Die Episode mit den fehlenden Genehmigungen zum Betonieren an der Bodenplatte für den Bahnhof bei Stuttgart 21 zeigt, dass die Bahn weiterhin unter Beobachtung steht – allerdings in Sachen Transparenz zugelegt hat, meint Christian Milankovic

Titelteam Stuttgarter Nachrichten: Christian Milankovic (mil)

Stuttgart - Wenn Stuttgart-21-Chef Manfred Leger Termine auf der Schwäbischen Alb an der Neubaustrecke Wendlingen–Ulm wahrnimmt, spricht er gerne mal von den Vorteilen, die das außerstädtische Bauen so mit sich bringe. Was der Wirtschaftsingenieur meint: Die technischen Herausforderungen sind nicht ganz so komplex wie in Stuttgart und Ulm, wo Tunnelröhren teilweise mit wenigen Meter Abstand unter Häusern hindurchgeführt werden müssen und der Autoverkehr immer wieder den Baustellen des Milliardenprojekts weichen muss. Und: Auf der Schwäbischen Alb hat das Vorhaben auch nicht die Zahl an kritisch-interessierten Beobachtern, denen kaum etwas entgeht. Besonders hervorgetan haben sich in dieser Disziplin jüngst die zu den Ingenieuren 22 zusammengeschlossenen Projektkritiker.
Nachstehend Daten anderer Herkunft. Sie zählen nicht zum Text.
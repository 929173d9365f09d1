//! Feature rows produced by the indicator pipeline

use chrono::{DateTime, Utc};
use serde::{Deserialize, Deserializer, Serialize};
use std::fmt;

/// Columns of the flat feature table, in table order
#[derive(Debug, Clone, Copy, PartialEq, Eq, Hash)]
pub enum FeatureColumn {
    Symbol,
    Datetime,
    Close,
    Ema8,
    Ema21,
    Ema50,
    Rsi14,
    Macd,
    MacdSignal,
    Doji,
    Hammer,
    Engulfing,
    Vwap,
}

impl FeatureColumn {
    /// Every column of the persisted table
    pub const TABLE: [FeatureColumn; 13] = [
        Self::Symbol,
        Self::Datetime,
        Self::Close,
        Self::Ema8,
        Self::Ema21,
        Self::Ema50,
        Self::Rsi14,
        Self::Macd,
        Self::MacdSignal,
        Self::Doji,
        Self::Hammer,
        Self::Engulfing,
        Self::Vwap,
    ];

    /// Indicator columns that may be undefined during warm-up and must be
    /// present before a row reaches the environment
    pub const REQUIRED_INDICATORS: [FeatureColumn; 7] = [
        Self::Ema8,
        Self::Ema21,
        Self::Ema50,
        Self::Rsi14,
        Self::Macd,
        Self::MacdSignal,
        Self::Vwap,
    ];

    /// Column name as stored
    pub fn name(&self) -> &'static str {
        match self {
            Self::Symbol => "symbol",
            Self::Datetime => "datetime",
            Self::Close => "close",
            Self::Ema8 => "ema_8",
            Self::Ema21 => "ema_21",
            Self::Ema50 => "ema_50",
            Self::Rsi14 => "rsi_14",
            Self::Macd => "macd",
            Self::MacdSignal => "macd_signal",
            Self::Doji => "doji",
            Self::Hammer => "hammer",
            Self::Engulfing => "engulfing",
            Self::Vwap => "vwap",
        }
    }

    pub fn from_name(name: &str) -> Option<Self> {
        Self::TABLE.iter().copied().find(|c| c.name() == name)
    }
}

impl fmt::Display for FeatureColumn {
    fn fmt(&self, f: &mut fmt::Formatter<'_>) -> fmt::Result {
        f.write_str(self.name())
    }
}

/// One indicator row per tick, keyed by (symbol, timestamp)
///
/// Optional columns are `None` while the indicator is inside its warm-up
/// window. Values depend only on ticks up to and including `timestamp`.
#[derive(Debug, Clone, PartialEq, Serialize, Deserialize)]
pub struct FeatureRow {
    pub symbol: String,
    #[serde(rename = "datetime", with = "crate::data::datetime_format")]
    pub timestamp: DateTime<Utc>,
    pub close: f64,
    pub ema_8: Option<f64>,
    pub ema_21: Option<f64>,
    pub ema_50: Option<f64>,
    pub rsi_14: Option<f64>,
    pub macd: Option<f64>,
    pub macd_signal: Option<f64>,
    #[serde(deserialize_with = "flexible_bool")]
    pub doji: bool,
    #[serde(deserialize_with = "flexible_bool")]
    pub hammer: bool,
    #[serde(deserialize_with = "flexible_bool")]
    pub engulfing: bool,
    pub vwap: Option<f64>,
}

impl FeatureRow {
    fn optional(&self, column: FeatureColumn) -> Option<f64> {
        match column {
            FeatureColumn::Ema8 => self.ema_8,
            FeatureColumn::Ema21 => self.ema_21,
            FeatureColumn::Ema50 => self.ema_50,
            FeatureColumn::Rsi14 => self.rsi_14,
            FeatureColumn::Macd => self.macd,
            FeatureColumn::MacdSignal => self.macd_signal,
            FeatureColumn::Vwap => self.vwap,
            _ => Some(0.0),
        }
    }

    /// Required indicator columns that are undefined (or non-finite) on this row
    pub fn missing_columns(&self) -> Vec<FeatureColumn> {
        FeatureColumn::REQUIRED_INDICATORS
            .iter()
            .copied()
            .filter(|c| !self.optional(*c).is_some_and(f64::is_finite))
            .collect()
    }

    /// Check if every required indicator is defined
    pub fn is_complete(&self) -> bool {
        self.close.is_finite() && self.missing_columns().is_empty()
    }

    /// Convert into the fully-defined row consumed by the environment
    pub fn to_market_features(&self) -> Option<MarketFeatures> {
        if !self.close.is_finite() {
            return None;
        }
        Some(MarketFeatures {
            timestamp: self.timestamp,
            close: self.close,
            ema_8: self.ema_8.filter(|v| v.is_finite())?,
            ema_21: self.ema_21.filter(|v| v.is_finite())?,
            ema_50: self.ema_50.filter(|v| v.is_finite())?,
            rsi_14: self.rsi_14.filter(|v| v.is_finite())?,
            macd: self.macd.filter(|v| v.is_finite())?,
            macd_signal: self.macd_signal.filter(|v| v.is_finite())?,
            doji: self.doji,
            hammer: self.hammer,
            engulfing: self.engulfing,
            vwap: self.vwap.filter(|v| v.is_finite())?,
        })
    }
}

/// A feature row with every indicator defined
#[derive(Debug, Clone, Copy, PartialEq)]
pub struct MarketFeatures {
    pub timestamp: DateTime<Utc>,
    pub close: f64,
    pub ema_8: f64,
    pub ema_21: f64,
    pub ema_50: f64,
    pub rsi_14: f64,
    pub macd: f64,
    pub macd_signal: f64,
    pub doji: bool,
    pub hammer: bool,
    pub engulfing: bool,
    pub vwap: f64,
}

impl MarketFeatures {
    /// Numeric value of a column; flags encode as 1.0/0.0
    pub fn value(&self, column: FeatureColumn) -> f64 {
        let flag = |b: bool| if b { 1.0 } else { 0.0 };
        match column {
            FeatureColumn::Close => self.close,
            FeatureColumn::Ema8 => self.ema_8,
            FeatureColumn::Ema21 => self.ema_21,
            FeatureColumn::Ema50 => self.ema_50,
            FeatureColumn::Rsi14 => self.rsi_14,
            FeatureColumn::Macd => self.macd,
            FeatureColumn::MacdSignal => self.macd_signal,
            FeatureColumn::Doji => flag(self.doji),
            FeatureColumn::Hammer => flag(self.hammer),
            FeatureColumn::Engulfing => flag(self.engulfing),
            FeatureColumn::Vwap => self.vwap,
            FeatureColumn::Symbol | FeatureColumn::Datetime => 0.0,
        }
    }
}

fn flexible_bool<'de, D>(deserializer: D) -> Result<bool, D::Error>
where
    D: Deserializer<'de>,
{
    #[derive(Deserialize)]
    #[serde(untagged)]
    enum Flag {
        Bool(bool),
        Int(i64),
        Float(f64),
        Text(String),
        Missing,
    }

    match Flag::deserialize(deserializer)? {
        Flag::Bool(b) => Ok(b),
        Flag::Int(i) => Ok(i != 0),
        Flag::Float(f) => Ok(f != 0.0),
        Flag::Missing => Ok(false),
        Flag::Text(raw) => match raw.trim() {
            "1" | "true" | "True" | "TRUE" => Ok(true),
            "0" | "false" | "False" | "FALSE" | "" => Ok(false),
            other => Err(serde::de::Error::custom(format!("invalid flag: {other}"))),
        },
    }
}

#[cfg(test)]
mod tests {
    use super::*;
    use chrono::TimeZone;

    fn row() -> FeatureRow {
        FeatureRow {
            symbol: "AAPL".to_string(),
            timestamp: Utc.with_ymd_and_hms(2024, 1, 2, 9, 30, 0).unwrap(),
            close: 101.0,
            ema_8: Some(100.5),
            ema_21: Some(100.2),
            ema_50: Some(99.9),
            rsi_14: Some(55.0),
            macd: Some(0.3),
            macd_signal: Some(0.1),
            doji: false,
            hammer: true,
            engulfing: false,
            vwap: Some(100.0),
        }
    }

    #[test]
    fn test_complete_row_converts() {
        let features = row().to_market_features().unwrap();
        assert_eq!(features.close, 101.0);
        assert_eq!(features.value(FeatureColumn::Hammer), 1.0);
        assert_eq!(features.value(FeatureColumn::Doji), 0.0);
        assert_eq!(features.value(FeatureColumn::Rsi14), 55.0);
    }

    #[test]
    fn test_missing_columns_reported() {
        let mut r = row();
        r.rsi_14 = None;
        r.vwap = Some(f64::NAN);
        assert!(!r.is_complete());
        assert_eq!(
            r.missing_columns(),
            vec![FeatureColumn::Rsi14, FeatureColumn::Vwap]
        );
        assert!(r.to_market_features().is_none());
    }

    #[test]
    fn test_column_names_round_trip() {
        for column in FeatureColumn::TABLE {
            assert_eq!(FeatureColumn::from_name(column.name()), Some(column));
        }
        assert_eq!(FeatureColumn::from_name("open"), None);
    }
}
Beim Vorfall mit der von einem Kran heruntergerissenen Oberleitung im Bahnhof Feuerbach haben sie nicht lockergelassen. Und im Schlossgarten sind sie beim Aktenstudium auf die noch ausstehenden Genehmigungen gestoßen.

Kritikern auf Augenhöhe begegnen

Was bei alldem für die Sichtweise der Bahn spricht, ist der Umgang mit den projektkritischen Ingenieuren 22. Denen hat sie auf der Baustelle Einblick in die Unterlagen gewährt, aus denen zweifelsfrei hervorgeht, dass die Genehmigungen bislang nur den Bauabschnitt 16 umfassen. Hätte sie die Absicht gehabt, etwas unter dem Teppich zu kehren, wäre es wohl kaum zu dieser Akteneinsicht gekommen.

Freilich kann man diese Art der Transparenz als die schiere Selbstverständlichkeit und also nicht der Erwähnung wert einordnen. Man kann aber auch konstatieren, dass die Bahn dazugelernt hat und im Rahmen ihrer Möglichkeiten Einblicke ermöglicht. Damit wird natürlich kein in der Wolle gefärbter Gegner des Vorhabens zu einem wohlwollenden Begleiter des Umbaus. Das muss aber auch nicht das Ziel sein. Wenn Projektkritiker das Gefühl haben können, ernstgenommen und als Gesprächspartner auf Augenhöhe akzeptiert zu sein, wäre viel in dieser Stadt gewonnen. Eines ist aber gewiss: Der Charme des außerstädtischen Bauens im Leger’schen Sinne wird hier nie Einzug halten.